Oton Župančič

8. 7. 2014

07_Oton Zupancic

Oton Župančič (23 January 1878, Vinica – 11 June 1949, Ljubljana) was born in a merchant’s family in the Slovenian region of White Carniola, but later moved to Ljubljana. In 1896, he enrolled at the University of Vienna to study history and geography. He returned to Ljubljana in 1900 without completing his studies and initially found employment as a substitute teacher. He soon left his homeland again and after a short stay in Paris became a private tutor in Germany. After returning to Ljubljana in 1910, he accepted the position of stage director at the Drama Theatre. He was appointed director of the City Archive in 1913, but returned to his position of stage director in 1920. He later became manager of the National Theatre in Ljubljana.

Župančič began his literary career in secondary school in Ljubljana as a member of the literary society Zadruga, along with future major Slovenian authors Ivan Cankar, Josip Murn and Dragotin Kette. In 1899, he published his first poetry collection entitled Čaša opojnosti, a highly personal work which stirred up considerable controversy because of its decadent influences and marked the beginning of Slovenian modernism (along with Cankar’s collection Erotika). In later poetry collections (Čez plan (1904), Samogovori (1908), V zarje Vidove (1920), Zimzelen pod snegom (1945)), Župančič also turned to social and national issues. Today, he is perhaps best known for his children’s poetry, especially the collection Ciciban (1915). Furthermore, he was a prolific translator––especially his 16 translations of Shakespeare’s plays are canonised. He also translated works from other important authors, including Gustave Flaubert, Charles Dickens, Hugo von Hofmannsthal, Molière, Friedrich Schiller, Voltaire, Joseph Conrad, Stendhal, Honoré de Balzac, George Bernard Shaw (Mahnič 2001: 383–386; Štefe n.d.). Župančič considered translations to be beneficial and of great importance for the development of the Slovenian nation:

Each nation has to attain spiritual freedom and expand its horizon by means of the literatures of other nations; in fact, by means of the culture of all humankind. /…./ Quality translations from world literature will also encourage our own writers’ work and educate them; they will deepen psychologically and sharpen aesthetically. (Župančič 1918; qtd. in Mahnič 1981: 176–177)

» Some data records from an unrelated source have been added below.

use std::path::Path;

use anyhow::{Context, Result};
use serde::{Deserialize, Serialize};

/// Complete configuration for tracing episodes and sampling counterfactuals.
#[derive(Debug, Clone, PartialEq, Default, Serialize, Deserialize)]
#[serde(default)]
pub struct TracerConfig {
    pub sampling: SamplingConfig,
    pub episode: EpisodeConfig,
    pub chain: ChainConfig,
}

/// Branch-point sampling configuration.
#[derive(Debug, Clone, PartialEq, Serialize, Deserialize)]
#[serde(default)]
pub struct SamplingConfig {
    /// Name of the sampling strategy (default: "random").
    pub method: String,
    /// Seed for the branch sampler; entropy-seeded when absent.
    pub seed: Option<u64>,
}

/// Episode execution configuration.
#[derive(Debug, Clone, PartialEq, Serialize, Deserialize)]
#[serde(default)]
pub struct EpisodeConfig {
    /// Upper bound on steps per episode (default: 1000).
    pub max_steps: usize,
}

/// Reference chain environment configuration.
#[derive(Debug, Clone, PartialEq, Serialize, Deserialize)]
#[serde(default)]
pub struct ChainConfig {
    /// Terminal state of the chain (default: 3).
    pub goal: u32,
}

impl Default for SamplingConfig {
    fn default() -> Self {
        Self {
            method: "random".into(),
            seed: None,
        }
    }
}

impl Default for EpisodeConfig {
    fn default() -> Self {
        Self { max_steps: 1000 }
    }
}

impl Default for ChainConfig {
    fn default() -> Self {
        Self { goal: 3 }
    }
}

impl TracerConfig {
    /// Load a configuration from a JSON file. Missing sections fall back to
    /// their defaults.
    pub fn load_from_file(path: &Path) -> Result<Self> {
        let text = std::fs::read_to_string(path)
            .with_context(|| format!("Failed to read config from {}", path.display()))?;
        serde_json::from_str(&text)
            .with_context(|| format!("Failed to parse config from {}", path.display()))
    }
}

#[cfg(test)]
mod tests {
    use super::*;
    use std::io::Write;

    #[test]
    fn defaults() {
        let config = TracerConfig::default();
        assert_eq!(config.sampling.method, "random");
        assert_eq!(config.sampling.seed, None);
        assert_eq!(config.episode.max_steps, 1000);
        assert_eq!(config.chain.goal, 3);
    }

    #[test]
    fn partial_file_fills_defaults() {
        let mut file = tempfile::NamedTempFile::new().unwrap();
        write!(file, r#"{{"sampling": {{"seed": 42}}, "chain": {{"goal": 5}}}}"#).unwrap();

        let config = TracerConfig::load_from_file(file.path()).unwrap();
        assert_eq!(config.sampling.seed, Some(42));
        assert_eq!(config.sampling.method, "random");
        assert_eq!(config.chain.goal, 5);
        assert_eq!(config.episode.max_steps, 1000);
    }

    #[test]
    fn unreadable_file_reports_path() {
        let err = TracerConfig::load_from_file(Path::new("/nonexistent/tracer.json")).unwrap_err();
        assert!(err.to_string().contains("/nonexistent/tracer.json"));
    }

    #[test]
    fn malformed_file_is_rejected() {
        let mut file = tempfile::NamedTempFile::new().unwrap();
        write!(file, "not json").unwrap();
        assert!(TracerConfig::load_from_file(file.path()).is_err());
    }
}
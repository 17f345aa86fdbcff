// src/handlers/auth.rs

use axum::{Json, extract::State, http::StatusCode, response::IntoResponse};
use chrono::Utc;
use sqlx::SqlitePool;

use crate::{
    config::Config,
    error::{AppError, is_unique_violation},
    extractors::ValidatedJson,
    models::user::{AuthResponse, LoginRequest, RegisterRequest, User},
    utils::{
        hash::{hash_password, verify_password},
        jwt::sign_jwt,
    },
};

fn normalize_email(email: &str) -> String {
    email.trim().to_lowercase()
}

/// Registers a new user.
///
/// Hashes the password using Argon2 before storing it.
/// Returns 201 Created with the account and a bearer token.
pub async fn register(
    State(pool): State<SqlitePool>,
    State(config): State<Config>,
    ValidatedJson(payload): ValidatedJson<RegisterRequest>,
) -> Result<impl IntoResponse, AppError> {
    let username = &payload.username;
    let email = normalize_email(&payload.email);
    let hashed_password = hash_password(&payload.password)?;

    let user = sqlx::query_as::<_, User>(
        r#"
        INSERT INTO users (username, email, password, created_at)
        VALUES (?, ?, ?, ?)
        RETURNING id, username, email, password, created_at
        "#,
    )
    .bind(username)
    .bind(&email)
    .bind(&hashed_password)
    .bind(Utc::now())
    .fetch_one(&pool)
    .await
    .map_err(|e| {
        if is_unique_violation(&e) {
            AppError::Conflict("User already exists".to_string())
        } else {
            tracing::error!("Failed to register user: {:?}", e);
            AppError::from(e)
        }
    })?;

    tracing::info!(user_id = user.id, "registered new user");

    let token = sign_jwt(user.id, &config.jwt_secret, config.jwt_expiration)?;

    Ok((
        StatusCode::CREATED,
        Json(AuthResponse {
            id: user.id,
            username: user.username,
            email: user.email,
            token,
        }),
    ))
}

/// Authenticates a user by email and password and returns a JWT token.
pub async fn login(
    State(pool): State<SqlitePool>,
    State(config): State<Config>,
    ValidatedJson(payload): ValidatedJson<LoginRequest>,
) -> Result<impl IntoResponse, AppError> {
    let user = sqlx::query_as::<_, User>(
        "SELECT id, username, email, password, created_at FROM users WHERE email = ?",
    )
    .bind(normalize_email(&payload.email))
    .fetch_optional(&pool)
    .await
    .map_err(|e| {
        tracing::error!("Login DB error: {:?}", e);
        AppError::from(e)
    })?;

    // Same answer for unknown email and wrong password.
    let invalid = || AppError::AuthError("Invalid email or password".to_string());

    let user = user.ok_or_else(invalid)?;
    if !verify_password(&payload.password, &user.password)? {
        return Err(invalid());
    }

    let token = sign_jwt(user.id, &config.jwt_secret, config.jwt_expiration)?;

    Ok(Json(AuthResponse {
        id: user.id,
        username: user.username,
        email: user.email,
        token,
    }))
}
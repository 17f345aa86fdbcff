// src/handlers/comment.rs

use axum::{
    Extension, Json,
    extract::State,
    http::StatusCode,
    response::IntoResponse,
};
use chrono::Utc;
use sqlx::{QueryBuilder, Sqlite, SqlitePool};

use crate::{
    error::{AppError, is_foreign_key_violation},
    extractors::{ApiPath, ValidatedJson},
    models::{
        comment::{
            Comment, CommentForest, CommentNode, CreateCommentRequest, CreatedComment, ParentInfo,
            PathEntry, Upvote, UpvoteResponse,
        },
        user::AuthUser,
    },
};

const SELECT_COMMENT: &str = r#"
    SELECT id, user_id, username, text, parent_id, is_reply, upvote_count, created_at
    FROM comments
    WHERE id = ?
"#;

async fn fetch_comment(pool: &SqlitePool, id: i64) -> Result<Option<Comment>, AppError> {
    Ok(sqlx::query_as::<_, Comment>(SELECT_COMMENT)
        .bind(id)
        .fetch_optional(pool)
        .await?)
}

async fn find_comment(pool: &SqlitePool, id: i64) -> Result<Comment, AppError> {
    fetch_comment(pool, id)
        .await?
        .ok_or(AppError::NotFound("Comment not found".to_string()))
}

/// All comments below `root_id`, at any depth, in no particular order.
async fn load_descendants(pool: &SqlitePool, root_id: i64) -> Result<Vec<Comment>, AppError> {
    let rows = sqlx::query_as::<_, Comment>(
        r#"
        WITH RECURSIVE subtree(id) AS (
            SELECT id FROM comments WHERE parent_id = ?
            UNION
            SELECT c.id FROM comments c JOIN subtree s ON c.parent_id = s.id
        )
        SELECT c.id, c.user_id, c.username, c.text, c.parent_id, c.is_reply,
               c.upvote_count, c.created_at
        FROM comments c
        JOIN subtree s ON c.id = s.id
        "#,
    )
    .bind(root_id)
    .fetch_all(pool)
    .await?;

    Ok(rows)
}

/// Upvote rows for the given comments, in the order they were cast.
async fn load_upvotes(pool: &SqlitePool, comment_ids: &[i64]) -> Result<Vec<Upvote>, AppError> {
    if comment_ids.is_empty() {
        return Ok(Vec::new());
    }

    let mut builder: QueryBuilder<Sqlite> =
        QueryBuilder::new("SELECT comment_id, user_id FROM comment_upvotes WHERE comment_id IN (");
    let mut ids = builder.separated(", ");
    for id in comment_ids {
        ids.push_bind(*id);
    }
    ids.push_unseparated(") ORDER BY created_at, user_id");

    Ok(builder.build_query_as::<Upvote>().fetch_all(pool).await?)
}

/// List every top-level comment (newest first) with its full reply tree.
pub async fn list_comments(
    State(pool): State<SqlitePool>,
    Extension(user): Extension<AuthUser>,
) -> Result<impl IntoResponse, AppError> {
    let comments = sqlx::query_as::<_, Comment>(
        r#"
        SELECT id, user_id, username, text, parent_id, is_reply, upvote_count, created_at
        FROM comments
        "#,
    )
    .fetch_all(&pool)
    .await
    .map_err(|e| {
        tracing::error!("Failed to list comments: {:?}", e);
        AppError::from(e)
    })?;

    let upvotes = sqlx::query_as::<_, Upvote>(
        "SELECT comment_id, user_id FROM comment_upvotes ORDER BY created_at, user_id",
    )
    .fetch_all(&pool)
    .await?;

    tracing::debug!(count = comments.len(), "assembling comment forest");

    Ok(Json(CommentForest::new(comments, upvotes, user.id).top_level()))
}

/// Get a single comment, replies attached.
pub async fn get_comment(
    State(pool): State<SqlitePool>,
    Extension(user): Extension<AuthUser>,
    ApiPath(id): ApiPath<i64>,
) -> Result<impl IntoResponse, AppError> {
    let root = find_comment(&pool, id).await?;
    let descendants = load_descendants(&pool, id).await?;

    let ids: Vec<i64> = std::iter::once(root.id)
        .chain(descendants.iter().map(|c| c.id))
        .collect();
    let upvotes = load_upvotes(&pool, &ids).await?;

    Ok(Json(
        CommentForest::new(descendants, upvotes, user.id).subtree_of(root),
    ))
}

/// Get the replies of a comment (oldest first), each with its own replies nested.
pub async fn get_replies(
    State(pool): State<SqlitePool>,
    Extension(user): Extension<AuthUser>,
    ApiPath(id): ApiPath<i64>,
) -> Result<impl IntoResponse, AppError> {
    find_comment(&pool, id).await?;
    let descendants = load_descendants(&pool, id).await?;

    let ids: Vec<i64> = descendants.iter().map(|c| c.id).collect();
    let upvotes = load_upvotes(&pool, &ids).await?;

    Ok(Json(
        CommentForest::new(descendants, upvotes, user.id).replies_to(id),
    ))
}

/// Create a new top-level comment, or a reply when `parentId` is given.
pub async fn create_comment(
    State(pool): State<SqlitePool>,
    Extension(user): Extension<AuthUser>,
    ValidatedJson(payload): ValidatedJson<CreateCommentRequest>,
) -> Result<impl IntoResponse, AppError> {
    // Stored as typed; clients render it as plain text.
    let text = payload.text.trim();
    if text.is_empty() {
        return Err(AppError::BadRequest("Comment text is required".to_string()));
    }

    let parent = match payload.parent_id {
        Some(parent_id) => Some(
            fetch_comment(&pool, parent_id)
                .await?
                .ok_or(AppError::NotFound("Parent comment not found".to_string()))?,
        ),
        None => None,
    };
    let parent_id = parent.as_ref().map(|p| p.id);

    let comment = sqlx::query_as::<_, Comment>(
        r#"
        INSERT INTO comments (user_id, username, text, parent_id, is_reply, created_at)
        VALUES (?, ?, ?, ?, ?, ?)
        RETURNING id, user_id, username, text, parent_id, is_reply, upvote_count, created_at
        "#,
    )
    .bind(user.id)
    .bind(&user.username)
    .bind(text)
    .bind(parent_id)
    .bind(parent_id.is_some())
    .bind(Utc::now())
    .fetch_one(&pool)
    .await
    .map_err(|e| {
        tracing::error!("Failed to create comment: {:?}", e);
        AppError::from(e)
    })?;

    tracing::info!(
        comment_id = comment.id,
        parent_id = ?comment.parent_id,
        user_id = user.id,
        "comment created"
    );

    Ok((
        StatusCode::CREATED,
        Json(CreatedComment {
            comment: CommentNode::new(comment, Vec::new(), user.id, Vec::new()),
            parent_info: parent.as_ref().map(ParentInfo::from_parent),
        }),
    ))
}

/// Ancestor chain of a comment: root first, the comment itself last.
pub async fn get_parent_path(
    State(pool): State<SqlitePool>,
    ApiPath(id): ApiPath<i64>,
) -> Result<impl IntoResponse, AppError> {
    // Parents always predate their replies, so ids strictly decrease going up.
    let chain = sqlx::query_as::<_, PathEntry>(
        r#"
        WITH RECURSIVE ancestry(id, parent_id, depth) AS (
            SELECT id, parent_id, 0 FROM comments WHERE id = ?
            UNION ALL
            SELECT c.id, c.parent_id, a.depth + 1
            FROM comments c
            JOIN ancestry a ON c.id = a.parent_id
            WHERE c.id < a.id
        )
        SELECT c.id, c.text, c.username, c.is_reply, c.created_at
        FROM comments c
        JOIN ancestry a ON c.id = a.id
        ORDER BY a.depth DESC
        "#,
    )
    .bind(id)
    .fetch_all(&pool)
    .await?;

    if chain.is_empty() {
        return Err(AppError::NotFound("Comment not found".to_string()));
    }

    Ok(Json(chain))
}

/// Add the current user to a comment's upvote set.
///
/// The insert is the transaction's first statement, so the write lock is taken
/// up front and concurrent voters queue on the busy timeout instead of failing.
pub async fn upvote_comment(
    State(pool): State<SqlitePool>,
    Extension(user): Extension<AuthUser>,
    ApiPath(id): ApiPath<i64>,
) -> Result<impl IntoResponse, AppError> {
    let mut tx = pool.begin().await?;

    let inserted = sqlx::query(
        r#"
        INSERT INTO comment_upvotes (comment_id, user_id, created_at)
        VALUES (?, ?, ?)
        ON CONFLICT (comment_id, user_id) DO NOTHING
        "#,
    )
    .bind(id)
    .bind(user.id)
    .bind(Utc::now())
    .execute(&mut *tx)
    .await
    .map_err(|e| {
        if is_foreign_key_violation(&e) {
            AppError::NotFound("Comment not found".to_string())
        } else {
            AppError::from(e)
        }
    })?
    .rows_affected();

    if inserted == 0 {
        return Err(AppError::BadRequest(
            "You have already upvoted this comment".to_string(),
        ));
    }

    let count = sqlx::query_scalar::<_, i64>(
        "UPDATE comments SET upvote_count = upvote_count + 1 WHERE id = ? RETURNING upvote_count",
    )
    .bind(id)
    .fetch_one(&mut *tx)
    .await?;

    tx.commit().await?;

    Ok(Json(UpvoteResponse {
        id,
        upvotes: count,
        user_has_upvoted: true,
    }))
}

/// Remove the current user from a comment's upvote set.
///
/// Deletes first for the same locking reason as `upvote_comment`; a missing
/// comment is told apart from a missing vote only when nothing was deleted.
pub async fn remove_upvote(
    State(pool): State<SqlitePool>,
    Extension(user): Extension<AuthUser>,
    ApiPath(id): ApiPath<i64>,
) -> Result<impl IntoResponse, AppError> {
    let mut tx = pool.begin().await?;

    let removed = sqlx::query("DELETE FROM comment_upvotes WHERE comment_id = ? AND user_id = ?")
        .bind(id)
        .bind(user.id)
        .execute(&mut *tx)
        .await?
        .rows_affected();

    let count = if removed == 0 {
        None
    } else {
        sqlx::query_scalar::<_, i64>(
            "UPDATE comments SET upvote_count = MAX(0, upvote_count - 1) WHERE id = ? RETURNING upvote_count",
        )
        .bind(id)
        .fetch_optional(&mut *tx)
        .await?
    };

    let Some(count) = count else {
        let exists = sqlx::query_scalar::<_, i64>("SELECT id FROM comments WHERE id = ?")
            .bind(id)
            .fetch_optional(&mut *tx)
            .await?;
        return Err(match exists {
            Some(_) => AppError::BadRequest("You have not upvoted this comment".to_string()),
            None => AppError::NotFound("Comment not found".to_string()),
        });
    };

    tx.commit().await?;

    Ok(Json(UpvoteResponse {
        id,
        upvotes: count,
        user_has_upvoted: false,
    }))
}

He was a proponent of target oriented translation, which is pointed out in some reviews of his translations (e.g., Copeland 1922: 163; Leben 1930: 631; Moder 1957: 130), and which he professed in a lecture on Shakespeare:

My translations are not academic translations; Shakespeare worked for the stage, and in all conscientiousness––and I have to say that each of Shakespeare’s words is sacred to me––I also always want to ask myself: how would Shakespeare say this if he was Slovenian? I want my Shakespeare to be easily pronounceable for the players and to go straight into the audience’s ears and hearts. (Župančič [1928] 2013: 233)

Župančič influenced the Slovenian language not only with his original works, but also through his many translations (Šturm 1935: 154; Bajec 1967: 5; Klopčič 1980: 81); the literary historian Joža Mahnič (1981: 177) even pronounced him the “founder of modern and quality Slovenian translating”.

by Janko Trupej


Bajec, Anton, 1967: Jezik v Župančičevi prevodni prozi. Jezik in slovstvo 12 (1). 5–15.

Copeland, Fanny Susannah, 1922: O Župančičevih prevodih Shakespeara. Ljubljanski zvon 42 (3). 161–170.

Klopčič, Mile, 1980: O treh Župančičevih verznih prevodih. Moder, Janko (ed.): Oton Župančič v prevodih. Zbornik Društva slovenskih književnih prevajalcev. Koper: Lipa. 81–87.

Leben, Stanko, 1930: Pedro Calderon De La Barca: Sodnik Zalamejski. Ljubljanski zvon 50 (11). 629–632.

Mahnič, Joža, 1981: Župančič kot prevajalec. Jezik in slovstvo 26 (5). 175–177.

Mahnič, Joža, 2001: Župančič, Oton. Enciklopedija Slovenije 15: Wi-Ž. 383–386.

Moder, Janko, 1957: Župančičev Tartuffe. Jezik in slovstvo 3 (3). 130–131.

Štefe, Tomaž, n.d.: Oton Župančič – pesnik in prevajalec. http://www.kam.si/veliki_slovenci/oton_zupancic_pesnik_in_prevajalec.html. Accessed: 23. 2. 2014.

Šturm, Fran, 1935: Honoré de Balzac: Oče Goriot; Moliere: Tartuffe. Ljubljanski zvon 55 (3). 154–161.

Župančič, Oton, 2013: Shakespeare pri Slovencih. Stanovnik, Majda (ed.): Prevajalci o prevodu: od Trubarja do Župančiča. Ljubljana: Založba ZRC SAZU. 231–233.